How to prevent memory overruns when using Java collections

Hello!

Our experiment with steps in the Java Developer course continues and, oddly enough, even quite successfully (sort of): as it turned out, planning a couple of months with the next transition to a new level at any convenient time is much more convenient than if allocate almost six months to such a complex course. So there is a suspicion that it is precisely difficult courses that we will soon begin to gradually transfer to such a system.

But this is me about our, about Otusovskom, sorry. As always, we continue to explore interesting topics that, although not touched upon in our program, but which are discussed with us - therefore, to one of the questions that our teachers asked, we prepared a translation of the most interesting article in our opinion.
')
Go!

Collections in the JDK are standard library implementations of lists and maps. If you look at a snapshot of the memory of a typical large application written in Java, you will see thousands or even millions of copies of java.util.ArrayList , java.util.HashMap , etc. Collections are indispensable for storing and manipulating data. But have you ever thought about whether all the collections in your application make optimal use of memory? In other words, if your application crashes with the shameful OutOfMemoryError or causes a long pause for the garbage collector, have you ever checked your collections for leaks.

First, it must be noted that the internal collections of the JDK are not some kind of magic. They are written in Java. Their source code comes with the JDK, so you can open it in your IDE. Their code can also be easily found on the Internet. And, as it turns out, most collections are not very elegant in terms of optimizing the amount of memory consumed.

Consider, for example, one of the simplest and most popular collections — the java.util.ArrayList class. Inside each ArrayList operates with an array of Object[] elementData . This is where the list items are stored. Let's see how this array is processed.

When you create an ArrayList constructor by default, that is, call new ArrayList() , elementData points to a generic array of size zero ( elementData can also be set to null , but the array provides some minor implementation benefits). When you add the first element to the list, a real unique elementData array is elementData and the provided object is inserted into it. In order to avoid resizing the array every time you add a new element, it is created with a length of 10 (“default capacity”). So it turns out: if you no longer add elements to this ArrayList , 9 out of 10 slots in the elementData array will remain empty. And even if you clear the list, the size of the internal array will not be reduced. Below is a diagram of this life cycle:

How much memory is wasted here? In absolute values, it is calculated as (object pointer size). If you are using a JVM HotSpot (which comes with the Oracle JDK), the pointer size will depend on the maximum heap size (for more information, see https://blog.codecentric.de/ru/2014/02/35gb-heap-less- 32gb-java-jvm-memory-oddities / ). Usually, if you specify -Xmx less than 32 gigabytes, the pointer will be 4 bytes in size; for large heaps - 8 bytes. Thus, an ArrayList , initialized by the default constructor, with the addition of only one element, wastes either 36 or 72 bytes.

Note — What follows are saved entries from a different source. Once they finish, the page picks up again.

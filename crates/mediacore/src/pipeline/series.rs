//! Special-content profile: files named after the configured series skip mode
//! dispatch and go straight to the series channel.

use std::path::PathBuf;

use lazy_regex::regex;

use super::dispatcher::settle;
use super::fetch::{fetch_to_file, parse_media_url};
use super::scratch::Scratch;
use super::status::Status;
use super::{JobOutcome, JobRequest, Pipeline};
use crate::core::error::AppResult;
use crate::media::{format_duration, human_bytes, split_extension};
use crate::naming::patterns::{bracketed_quality, extract_series_episode};
use crate::naming::text::sanitize_filename;
use crate::transport::{ChatRef, OutgoingFile, SendAs};

/// Moves a bracketed `[720p]` tag in front of the extension.
/// Returns the new name and the quality (`Unknown` without a tag).
pub fn series_name(filename: &str) -> (String, String) {
    let Some(quality) = bracketed_quality(filename).map(str::to_string) else {
        return (filename.to_string(), "Unknown".to_string());
    };

    let stripped = regex!(r"\d+p").replace_all(filename, "");
    let stripped = regex!(r"\[.*?\]").replace_all(&stripped, "");
    let (stem, extension) = split_extension(&stripped);
    let renamed = format!("{} {}{}", stem, quality, extension);
    let renamed = regex!(r"\.+").replace_all(&renamed, ".");
    let renamed = regex!(r"\s+").replace_all(&renamed, " ");
    (renamed.trim().to_string(), quality)
}

pub fn series_caption(title: &str, episode: &str, quality: &str, size: u64, duration: Option<f64>) -> String {
    format!(
        "{} Episode {}\n\n📺 Quality: {}\n💾 Size: {}\n⏱ Duration: {}",
        title,
        episode,
        quality,
        human_bytes(size),
        format_duration(duration.unwrap_or(0.0))
    )
}

impl Pipeline {
    pub(crate) async fn run_series(&self, req: &JobRequest) -> JobOutcome {
        let mut status = Status::start(
            self.transport.as_ref(),
            req.chat,
            &format!("🔄 Auto-processing {}...\n📥 Downloading...", self.settings.series_title),
        )
        .await;
        let mut scratch = Scratch::new(&self.settings.scratch_dir);
        let result = self.series_steps(req, &mut status, &mut scratch).await;
        scratch.cleanup().await;
        settle(&mut status, result).await
    }

    async fn series_steps(
        &self,
        req: &JobRequest,
        status: &mut Status<'_>,
        scratch: &mut Scratch,
    ) -> AppResult<JobOutcome> {
        let (new_name, quality) = series_name(&req.file.file_name);
        let new_name = sanitize_filename(&new_name);
        let episode = extract_series_episode(&req.file.file_name);
        log::info!("📺 Series file {} -> {} (episode {}, {})", req.file.file_name, new_name, episode, quality);

        self.scratch_dir().await?;
        let actor = self.download_actor(req.file.size_bytes).await?;
        let dest = scratch.path("series", split_extension(&new_name).1);
        let input = self.acquire(actor, &req.file, &dest, status.message()).await?;
        scratch.track(&input);

        status.update("📊 Extracting metadata...").await;
        let duration = match self.tool.media_duration(&input).await {
            Ok(d) => Some(d),
            Err(e) => {
                log::warn!("Duration lookup failed for {}: {}", input.display(), e);
                None
            }
        };

        status.update("🎨 Preparing thumbnail...").await;
        let thumbnail = self.series_thumbnail(scratch).await;

        let caption = series_caption(
            &self.settings.series_title,
            &episode,
            &quality,
            req.file.size_bytes,
            duration,
        );
        status.update("📤 Uploading to channel...").await;
        let outgoing = OutgoingFile::new(&input, &new_name, SendAs::Video)
            .caption(caption)
            .thumbnail(thumbnail)
            .duration(duration);
        self.deliver(ChatRef(self.settings.series_channel), &outgoing, status.message())
            .await?;

        status
            .update(&format!(
                "✅ Successfully uploaded!\n\nEpisode: {}\nQuality: {}\nSize: {}",
                episode,
                quality,
                human_bytes(req.file.size_bytes)
            ))
            .await;
        Ok(JobOutcome::Completed)
    }

    /// Fetches the series thumbnail. Failures are logged and skipped.
    pub(crate) async fn series_thumbnail(&self, scratch: &mut Scratch) -> Option<PathBuf> {
        let url = match parse_media_url(&self.settings.series_thumbnail_url) {
            Ok(url) => url,
            Err(e) => {
                log::warn!("Bad series thumbnail URL: {}", e);
                return None;
            }
        };
        let dest = scratch.path("series_thumb", "jpg");
        match fetch_to_file(&self.http, &url, &dest, self.settings.limits.primary, None).await {
            Ok(_) => Some(dest),
            Err(e) => {
                log::warn!("Series thumbnail download failed: {}", e);
                None
            }
        }
    }
}

#[cfg(test)]
mod tests {
    use super::*;
    use pretty_assertions::assert_eq;

    #[test]
    fn test_series_name_moves_quality() {
        let (name, quality) = series_name("Jai Bajarangabali E12 [720p].mkv");
        assert_eq!(name, "Jai Bajarangabali E12 720p.mkv");
        assert_eq!(quality, "720p");
    }

    #[test]
    fn test_series_name_without_tag() {
        let (name, quality) = series_name("Jai Bajarangabali E12.mkv");
        assert_eq!(name, "Jai Bajarangabali E12.mkv");
        assert_eq!(quality, "Unknown");
    }

    #[test]
    fn test_series_caption() {
        let caption = series_caption("Jai Bajarangabali", "07", "720p", 1024 * 1024, Some(61.0));
        assert!(caption.starts_with("Jai Bajarangabali Episode 07\n\n"));
        assert!(caption.contains("💾 Size: 1.00 MB"));
        assert!(caption.contains("⏱ Duration: 0:01:01"));
    }
}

In fact, an empty ArrayList also wastes memory, since it does not carry any workload, but the size of the ArrayList object itself is not zero and larger than you probably think. This is because, on the one hand, each object managed by the HotSpot JVM has a 12- or 16-byte header that is used by the JVM for internal purposes. Further, most collection objects contain a size field, a pointer to an internal array or another “workload carrier” object, a modCount field to track content changes, etc. Thus, even the smallest possible object representing an empty collection will probably need at least 32 bytes of memory. Some, like ConcurrentHashMap , take up much more.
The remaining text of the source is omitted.